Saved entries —
□ □ □ □ □

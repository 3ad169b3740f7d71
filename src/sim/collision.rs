//! Geometric predicates used by the collision pass
//!
//! Everything here is pure: no state is mutated and the same inputs always
//! give the same answer.

use glam::Vec2;

use super::grid::{Grid, Tile};
use crate::consts::TILE_SIZE;

/// Axis-aligned box given by its top-left corner and size
#[derive(Debug, Clone, Copy, PartialEq)]
pub struct Aabb {
    pub min: Vec2,
    pub size: Vec2,
}

impl Aabb {
    pub fn new(min: Vec2, size: Vec2) -> Self {
        Self { min, size }
    }

    /// Tile-sized hitbox at `pos`
    pub fn tile(pos: Vec2) -> Self {
        Self::new(pos, Vec2::splat(TILE_SIZE))
    }

    /// Shrink evenly on all sides (forgiving contact boxes)
    pub fn shrink(self, margin: f32) -> Self {
        let size = (self.size - Vec2::splat(margin * 2.0)).max(Vec2::ZERO);
        Self::new(self.min + Vec2::splat(margin), size)
    }

    #[inline]
    pub fn max(&self) -> Vec2 {
        self.min + self.size
    }

    #[inline]
    pub fn center(&self) -> Vec2 {
        self.min + self.size * 0.5
    }

    /// Strict overlap test (touching edges do not count)
    #[inline]
    pub fn overlaps(&self, other: &Aabb) -> bool {
        let a_max = self.max();
        let b_max = other.max();
        self.min.x < b_max.x && other.min.x < a_max.x && self.min.y < b_max.y && other.min.y < a_max.y
    }
}

/// Overlap test for two tile-sized hitboxes
#[inline]
pub fn tiles_overlap(a: Vec2, b: Vec2) -> bool {
    Aabb::tile(a).overlaps(&Aabb::tile(b))
}

/// Length of the horizontal overlap of two tile-sized boxes (<= 0 means apart)
#[inline]
pub fn horizontal_overlap(a_x: f32, b_x: f32) -> f32 {
    (a_x + TILE_SIZE).min(b_x + TILE_SIZE) - a_x.max(b_x)
}

/// Perpendicular distance from `p` to segment `a..b`, with the projection
/// clamped onto the segment
pub fn point_segment_distance(p: Vec2, a: Vec2, b: Vec2) -> f32 {
    let ab = b - a;
    let len_sq = ab.length_squared();
    if len_sq <= f32::EPSILON {
        return p.distance(a);
    }
    let t = ((p - a).dot(ab) / len_sq).clamp(0.0, 1.0);
    p.distance(a + ab * t)
}

/// Bresenham walk between two cells. Fails if any traversed cell is dirt.
pub fn line_of_sight(grid: &Grid, from: (i32, i32), to: (i32, i32)) -> bool {
    let (mut x, mut y) = from;
    let dx = (to.0 - x).abs();
    let dy = -(to.1 - y).abs();
    let sx = if x < to.0 { 1 } else { -1 };
    let sy = if y < to.1 { 1 } else { -1 };
    let mut err = dx + dy;

    loop {
        if grid.tile_at(x, y) == Tile::Dirt {
            return false;
        }
        if (x, y) == to {
            return true;
        }
        let e2 = 2 * err;
        if e2 >= dy {
            err += dy;
            x += sx;
        }
        if e2 <= dx {
            err += dx;
            y += sy;
        }
    }
}

#[cfg(test)]
mod tests {
    use super::*;
    use crate::sim::grid::grid_to_pixel;

    #[test]
    fn test_tiles_overlap() {
        let a = grid_to_pixel(2, 2);
        assert!(tiles_overlap(a, a + Vec2::new(31.0, 0.0)));
        // Touching edges are not an overlap
        assert!(!tiles_overlap(a, a + Vec2::new(32.0, 0.0)));
        assert!(!tiles_overlap(a, a + Vec2::new(0.0, 40.0)));
    }

    #[test]
    fn test_shrink_reduces_contact() {
        let a = Aabb::tile(Vec2::ZERO).shrink(8.0);
        let b = Aabb::tile(Vec2::new(20.0, 0.0)).shrink(8.0);
        assert!(!a.overlaps(&b));
        let c = Aabb::tile(Vec2::new(12.0, 0.0)).shrink(8.0);
        assert!(a.overlaps(&c));
    }

    #[test]
    fn test_horizontal_overlap() {
        assert_eq!(horizontal_overlap(0.0, 0.0), TILE_SIZE);
        assert_eq!(horizontal_overlap(0.0, 20.0), 12.0);
        assert!(horizontal_overlap(0.0, 40.0) < 0.0);
    }

    #[test]
    fn test_point_segment_distance_perpendicular() {
        let d = point_segment_distance(Vec2::new(5.0, 3.0), Vec2::ZERO, Vec2::new(10.0, 0.0));
        assert!((d - 3.0).abs() < 1e-5);
    }

    #[test]
    fn test_point_segment_distance_clamped() {
        // Beyond the far end: distance to the endpoint
        let d = point_segment_distance(Vec2::new(14.0, 3.0), Vec2::ZERO, Vec2::new(10.0, 0.0));
        assert!((d - 5.0).abs() < 1e-5);
        // Behind the start
        let d = point_segment_distance(Vec2::new(-4.0, 0.0), Vec2::ZERO, Vec2::new(10.0, 0.0));
        assert!((d - 4.0).abs() < 1e-5);
        // Degenerate segment
        let d = point_segment_distance(Vec2::new(3.0, 4.0), Vec2::ZERO, Vec2::ZERO);
        assert!((d - 5.0).abs() < 1e-5);
    }

    #[test]
    fn test_line_of_sight_through_tunnel() {
        let mut grid = Grid::default();
        grid.clear_horizontal(6, 2, 9);
        assert!(line_of_sight(&grid, (2, 6), (9, 6)));
        assert!(!line_of_sight(&grid, (2, 6), (9, 8)));
    }

    #[test]
    fn test_line_of_sight_blocked_by_dirt() {
        let mut grid = Grid::default();
        grid.clear_horizontal(6, 2, 4);
        grid.clear_horizontal(6, 6, 9);
        assert!(!line_of_sight(&grid, (2, 6), (9, 6)));
        // Rock is not dirt
        grid.place_rock(5, 6);
        assert!(line_of_sight(&grid, (2, 6), (9, 6)));
    }
}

□ □ □ □ □

WHAT YOU WILL DO — For this exercise, repeat exactly the lines of the data above from the one with "pub struct Aabb" down to the one with "let b_max = other.max();", both end lines included.

RESPONSE FOR THIS EXERCISE —
pub struct Aabb {
    pub min: Vec2,
    pub size: Vec2,
}

impl Aabb {
    pub fn new(min: Vec2, size: Vec2) -> Self {
        Self { min, size }
    }

    /// Tile-sized hitbox at `pos`
    pub fn tile(pos: Vec2) -> Self {
        Self::new(pos, Vec2::splat(TILE_SIZE))
    }

    /// Shrink evenly on all sides (forgiving contact boxes)
    pub fn shrink(self, margin: f32) -> Self {
        let size = (self.size - Vec2::splat(margin * 2.0)).max(Vec2::ZERO);
        Self::new(self.min + Vec2::splat(margin), size)
    }

    #[inline]
    pub fn max(&self) -> Vec2 {
        self.min + self.size
    }

    #[inline]
    pub fn center(&self) -> Vec2 {
        self.min + self.size * 0.5
    }

    /// Strict overlap test (touching edges do not count)
    #[inline]
    pub fn overlaps(&self, other: &Aabb) -> bool {
        let a_max = self.max();
        let b_max = other.max();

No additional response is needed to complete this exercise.